Patrick Kéchichian's Saint Paul: A Catholic Literary Critique
Patrick Kéchichian presents and comments on Saint Paul in his book 'Saint Paul' published by Points/Seuil. The work is approached both as a Catholic and as a literary critic, arguing that Paul is the unaesthetic foundation of French literature, influencing writers like Proust, Céline, Bataille, and Faulkner. Kéchichian discusses Paul's paradoxical nature: opposing him mirrors his own persecution of the Church, and attempts to reduce him to a moralizer or a Christian divorced from Jewish roots fail because Paul was a Pharisee and extreme Talmudist, not a master preaching from a podium but a man fallen from a horse, eyes burned by light. The Pauline writings are letters to specific communities, filled with proper names, revealing faces, bodies, and characters. Kéchichian sees not an ideological universal but a universal of hospitality: what is received from the Other is for receiving others. The book includes a preface by Fabrice Hadjadj.
Key facts
- Patrick Kéchichian authored 'Saint Paul' published by Points/Seuil.
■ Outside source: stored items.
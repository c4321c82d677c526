use axum::{extract::State, http::StatusCode, response::IntoResponse, Json};
use tower_sessions::Session;

use crate::{
    model::user::LoginDto,
    server::{
        error::{auth::AuthError, AppError},
        middleware::session::AuthSession,
        service::auth::AuthService,
        state::AppState,
    },
};

/// Log in with username and password.
///
/// Verifies the credentials and stores the user's ID in the session.
///
/// # Returns
/// - `200 OK` - The logged-in user
/// - `401 Unauthorized` - Invalid username or password
/// - `500 Internal Server Error` - Database or session error
pub async fn login(
    State(state): State<AppState>,
    session: Session,
    Json(payload): Json<LoginDto>,
) -> Result<impl IntoResponse, AppError> {
    let user = AuthService::new(&state.db)
        .login(&payload.username, &payload.password)
        .await?;

    AuthSession::new(&session).set_user_id(user.id).await?;

    Ok((StatusCode::OK, Json(user.into_dto())))
}

/// Log out by clearing the session.
///
/// # Returns
/// - `204 No Content` - Session cleared, whether or not anyone was logged in
pub async fn logout(session: Session) -> Result<impl IntoResponse, AppError> {
    AuthSession::new(&session).clear().await;

    Ok(StatusCode::NO_CONTENT)
}

/// Get the currently logged-in user.
///
/// # Returns
/// - `200 OK` - The logged-in user with role and location
/// - `401 Unauthorized` - Nobody is logged in or the user no longer exists
/// - `500 Internal Server Error` - Database or session error
pub async fn get_user(
    State(state): State<AppState>,
    session: Session,
) -> Result<impl IntoResponse, AppError> {
    let Some(user_id) = AuthSession::new(&session).get_user_id().await? else {
        return Err(AuthError::UserNotInSession.into());
    };

    let Some(user) = AuthService::new(&state.db).get_user(user_id).await? else {
        // Drop the stale session so the client is treated as logged out
        AuthSession::new(&session).clear().await;
        return Err(AuthError::UserNotInDatabase(user_id).into());
    };

    Ok((StatusCode::OK, Json(user.into_dto())))
}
- The book presents and comments on Saint Paul from a Catholic and literary critical perspective.
- Kéchichian argues Paul is the unaesthetic foundation of French literature.
- Paul influenced Proust, Céline, Bataille, and Faulkner according to Kéchichian.
- Kéchichian describes Paul as a Pharisee and extreme Talmudist, not a moralizer.
- Paul is portrayed as a man fallen from a horse, eyes burned by light.
- Pauline writings are letters to specific communities with proper names.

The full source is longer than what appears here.